• _WHAT THE TASK ASKS_:
The answer should be one number only, namely how many lines of the records hold the word "accept".

INFORMATION PROVIDED Block Start

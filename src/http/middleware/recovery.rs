//! Panic recovery and access logging.
//!
//! # Responsibilities
//! - Catch panics and handler faults from the rest of the chain
//! - Answer them with one 500, never re-panicking
//! - Emit the per-request "access" record and the "slow" warning
//! - Capture request/response payloads for the log when enabled
//!
//! # Design Decisions
//! - Outermost interceptor, so its record covers the whole chain
//! - Both bodies are tee'd as they stream, so capture never buffers a whole
//!   payload; with response capture on, the access record is emitted once the
//!   response body finishes or is dropped
//! - Responses cut short by an interceptor (`ChainTerminated`) are logged
//!   without a response payload
//! - Stacks are recorded by a process-wide panic hook that stays silent
//!   inside a recovery scope and defers to the previous hook elsewhere

use std::backtrace::Backtrace;
use std::cell::{Cell, RefCell};
use std::future::Future;
use std::panic::{self, AssertUnwindSafe};
use std::pin::Pin;
use std::sync::{Arc, Mutex, Once};
use std::task::{Context, Poll};
use std::time::{Duration, Instant};

use axum::body::{Body, Bytes, HttpBody};
use axum::extract::{Request, State};
use axum::http::{header, HeaderMap, HeaderName, HeaderValue, StatusCode};
use axum::middleware::Next;
use axum::response::{IntoResponse, Response};
use futures_util::StreamExt;
use serde_json::{json, Value};

use crate::config::AccessLogCapture;
use crate::http::context::{client_ip_of, is_terminated, peer_ip_of, route_of};
use crate::http::fault::{trim_stack, Fault};

/// Payload kept per body for the access log.
const CAPTURE_LIMIT: usize = 64 * 1024;

thread_local! {
    static SCOPE_DEPTH: Cell<usize> = const { Cell::new(0) };
    static PANIC_STACK: RefCell<Option<String>> = const { RefCell::new(None) };
}

static HOOK: Once = Once::new();

/// Install the stack-recording panic hook once per process.
pub fn install_panic_hook() {
    HOOK.call_once(|| {
        let previous = panic::take_hook();
        panic::set_hook(Box::new(move |info| {
            if SCOPE_DEPTH.with(Cell::get) > 0 {
                record_panic_stack();
            } else {
                previous(info);
            }
        }));
    });
}

#[inline(never)]
fn record_panic_stack() {
    let stack = trim_stack(&Backtrace::force_capture().to_string());
    PANIC_STACK.with(|slot| *slot.borrow_mut() = Some(stack));
}

struct ScopeGuard;

impl ScopeGuard {
    fn enter() -> Self {
        SCOPE_DEPTH.with(|d| d.set(d.get() + 1));
        ScopeGuard
    }
}

impl Drop for ScopeGuard {
    fn drop(&mut self) {
        SCOPE_DEPTH.with(|d| d.set(d.get().saturating_sub(1)));
    }
}

/// Future adapter turning a panic in `F` into a [`Fault`].
pub struct Recover<F> {
    inner: Pin<Box<F>>,
}

impl<F: Future> Recover<F> {
    pub fn new(inner: F) -> Self {
        install_panic_hook();
        Self { inner: Box::pin(inner) }
    }
}

impl<F: Future> Future for Recover<F> {
    type Output = Result<F::Output, Fault>;

    fn poll(mut self: Pin<&mut Self>, cx: &mut Context<'_>) -> Poll<Self::Output> {
        let inner = self.inner.as_mut();
        let polled = {
            let _scope = ScopeGuard::enter();
            panic::catch_unwind(AssertUnwindSafe(move || inner.poll(cx)))
        };
        match polled {
            Ok(Poll::Ready(output)) => Poll::Ready(Ok(output)),
            Ok(Poll::Pending) => Poll::Pending,
            Err(payload) => {
                let stack = PANIC_STACK.with(|slot| slot.borrow_mut().take());
                Poll::Ready(Err(Fault::from_panic(payload, stack)))
            }
        }
    }
}

/// Settings of the recovery interceptor.
#[derive(Debug, Clone)]
pub struct RecoveryState {
    pub access_log: bool,
    pub slow_threshold: Option<Duration>,
    pub capture: AccessLogCapture,
    pub trace_id_header: HeaderName,
}

/// Fields shared by the access and slow records.
struct AccessRecord {
    method: String,
    route: String,
    uri: String,
    ip: String,
    peer_ip: String,
    size: u64,
    cost: Duration,
    tid: String,
    code: u16,
    req: Option<Value>,
    res: Option<Value>,
}

macro_rules! access_event {
    ($level:expr, $record:expr, $event:expr, $message:literal $(, $key:ident = $value:expr)*) => {{
        let record = &$record;
        let req = record.req.as_ref().map(serde_json::Value::to_string).unwrap_or_default();
        let res = record.res.as_ref().map(serde_json::Value::to_string).unwrap_or_default();
        tracing::event!(
            target: "access",
            $level,
            r#type = "http",
            method = %record.method,
            route = %record.route,
            addr = %record.uri,
            ip = %record.ip,
            peer_ip = %record.peer_ip,
            size = record.size,
            cost_ms = record.cost.as_secs_f64() * 1000.0,
            tid = %record.tid,
            code = record.code,
            event = $event,
            req = %req,
            res = %res,
            $($key = %$value,)*
            $message
        )
    }};
}

pub async fn recovery_middleware(
    State(state): State<Arc<RecoveryState>>,
    mut req: Request,
    next: Next,
) -> Response {
    let started = Instant::now();
    let flags = state.capture.load();

    let ip = client_ip_of(&mut req);
    let peer_ip = peer_ip_of(&req);
    let route = route_of(&req);
    let method = format!("{}.{}", req.method(), route);
    let uri = req
        .uri()
        .path_and_query()
        .map(|pq| pq.as_str().to_string())
        .unwrap_or_else(|| req.uri().path().to_string());
    let req_headers = flags.request_body.then(|| headers_json(req.headers()));

    let payload = Arc::new(Mutex::new(Vec::new()));
    let req = tee_request(req, Arc::clone(&payload));

    let outcome = match Recover::new(next.run(req)).await {
        Ok(response) => match response.extensions().get::<Fault>().cloned() {
            Some(fault) => Err((fault, Some(response))),
            None => Ok(response),
        },
        Err(fault) => Err((fault, None)),
    };

    let mut record = AccessRecord {
        method,
        route,
        uri,
        ip,
        peer_ip,
        size: 0,
        cost: Duration::ZERO,
        tid: String::new(),
        code: 0,
        req: req_headers.map(|metadata| {
            let captured = payload.lock().expect("request capture lock poisoned");
            let text = String::from_utf8_lossy(&captured).into_owned();
            json!({ "metadata": metadata, "payload": text })
        }),
        res: None,
    };

    match outcome {
        Ok(response) => {
            record.cost = started.elapsed();
            record.size = response_size(&response);
            record.tid = trace_id(&state.trace_id_header, response.headers());
            record.code = response.status().as_u16();
            log_slow(&state, &record);
            if !state.access_log {
                return response;
            }
            if flags.response_body && !is_terminated(&response) {
                return tee_response(response, record);
            }
            access_event!(tracing::Level::INFO, record, "normal", "access");
            response
        }
        Err((fault, original)) => recovered(&state, record, started, fault, original),
    }
}

/// Failure path: one 500 and one error record.
fn recovered(
    state: &RecoveryState,
    mut record: AccessRecord,
    started: Instant,
    fault: Fault,
    original: Option<Response>,
) -> Response {
    let mut response = if fault.is_dead_connection() {
        (StatusCode::INTERNAL_SERVER_ERROR, fault.to_string()).into_response()
    } else {
        StatusCode::INTERNAL_SERVER_ERROR.into_response()
    };
    if let Some(value) = original
        .as_ref()
        .and_then(|r| r.headers().get(&state.trace_id_header))
    {
        response
            .headers_mut()
            .insert(state.trace_id_header.clone(), value.clone());
    }

    record.cost = started.elapsed();
    record.size = response_size(&response);
    record.tid = trace_id(&state.trace_id_header, response.headers());
    record.code = response.status().as_u16();

    log_slow(state, &record);
    access_event!(
        tracing::Level::ERROR,
        record,
        "recover",
        "access",
        error = fault,
        stack = fault.stack()
    );
    response
}

fn log_slow(state: &RecoveryState, record: &AccessRecord) {
    if let Some(threshold) = state.slow_threshold {
        if record.cost > threshold {
            access_event!(tracing::Level::WARN, *record, "normal", "slow");
        }
    }
}

fn tee_request(req: Request, sink: Arc<Mutex<Vec<u8>>>) -> Request {
    let (parts, body) = req.into_parts();
    let stream = body.into_data_stream().inspect(move |chunk| {
        if let Ok(bytes) = chunk {
            let mut captured = sink.lock().expect("request capture lock poisoned");
            let room = CAPTURE_LIMIT.saturating_sub(captured.len());
            captured.extend_from_slice(&bytes[..bytes.len().min(room)]);
        }
    });
    Request::from_parts(parts, Body::from_stream(stream))
}

/// Holds the access record of a captured response until its body is done.
struct ResponseCapture {
    record: AccessRecord,
    metadata: Value,
    captured: Vec<u8>,
    sent: u64,
}

impl ResponseCapture {
    fn push(&mut self, bytes: &Bytes) {
        self.sent += bytes.len() as u64;
        let room = CAPTURE_LIMIT.saturating_sub(self.captured.len());
        self.captured.extend_from_slice(&bytes[..bytes.len().min(room)]);
    }
}

impl Drop for ResponseCapture {
    fn drop(&mut self) {
        let payload = String::from_utf8_lossy(&self.captured).into_owned();
        self.record.res = Some(json!({
            "metadata": std::mem::take(&mut self.metadata),
            "payload": payload,
        }));
        self.record.size = self.sent;
        access_event!(tracing::Level::INFO, self.record, "normal", "access");
    }
}

fn tee_response(response: Response, record: AccessRecord) -> Response {
    let (mut parts, body) = response.into_parts();
    // The stream wrapper loses the exact size hint; keep the framing.
    if let Some(len) = body.size_hint().exact().filter(|len| *len > 0) {
        parts
            .headers
            .entry(header::CONTENT_LENGTH)
            .or_insert_with(|| HeaderValue::from(len));
    }
    let mut capture = ResponseCapture {
        metadata: headers_json(&parts.headers),
        record,
        captured: Vec::new(),
        sent: 0,
    };
    let stream = body.into_data_stream().inspect(move |chunk| {
        if let Ok(bytes) = chunk {
            capture.push(bytes);
        }
    });
    Response::from_parts(parts, Body::from_stream(stream))
}

fn response_size(response: &Response) -> u64 {
    response.body().size_hint().exact().unwrap_or_else(|| {
        response
            .headers()
            .get(header::CONTENT_LENGTH)
            .and_then(|v| v.to_str().ok())
            .and_then(|v| v.parse().ok())
            .unwrap_or(0)
    })
}

fn trace_id(name: &HeaderName, headers: &HeaderMap) -> String {
    headers
        .get(name)
        .and_then(|v| v.to_str().ok())
        .unwrap_or_default()
        .to_string()
}

fn headers_json(headers: &HeaderMap) -> Value {
    let mut map = serde_json::Map::new();
    for name in headers.keys() {
        let values: Vec<Value> = headers
            .get_all(name)
            .iter()
            .map(|v| Value::String(String::from_utf8_lossy(v.as_bytes()).into_owned()))
            .collect();
        map.insert(name.as_str().to_string(), Value::Array(values));
    }
    Value::Object(map)
}

#[cfg(test)]
mod tests {
    use super::*;

    #[tokio::test]
    async fn recover_catches_panics_with_stack() {
        let result = Recover::new(async {
            tokio::task::yield_now().await;
            panic!("handler exploded");
        })
        .await;
        let fault = result.unwrap_err();
        assert_eq!(fault.message(), "handler exploded");
        assert!(!fault.stack().is_empty());
        assert!(!fault.stack().contains("record_panic_stack"));
    }

    #[tokio::test]
    async fn recover_passes_output_through() {
        let value = Recover::new(async { 7 }).await.unwrap();
        assert_eq!(value, 7);
    }

    #[test]
    fn response_capture_is_bounded() {
        let record = AccessRecord {
            method: "GET./big".into(),
            route: "/big".into(),
            uri: "/big".into(),
            ip: String::new(),
            peer_ip: String::new(),
            size: 0,
            cost: Duration::ZERO,
            tid: String::new(),
            code: 200,
            req: None,
            res: None,
        };
        let mut capture = ResponseCapture {
            record,
            metadata: Value::Null,
            captured: Vec::new(),
            sent: 0,
        };
        capture.push(&Bytes::from(vec![b'x'; CAPTURE_LIMIT]));
        capture.push(&Bytes::from_static(b"tail"));
        assert_eq!(capture.captured.len(), CAPTURE_LIMIT);
        assert_eq!(capture.sent, CAPTURE_LIMIT as u64 + 4);
    }

    #[test]
    fn headers_keep_every_value() {
        let mut headers = HeaderMap::new();
        headers.append("accept", "a".parse().unwrap());
        headers.append("accept", "b".parse().unwrap());
        assert_eq!(headers_json(&headers), json!({ "accept": ["a", "b"] }));
    }
}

INFORMATION PROVIDED Block End

• _EXPECTED ANSWER_:
3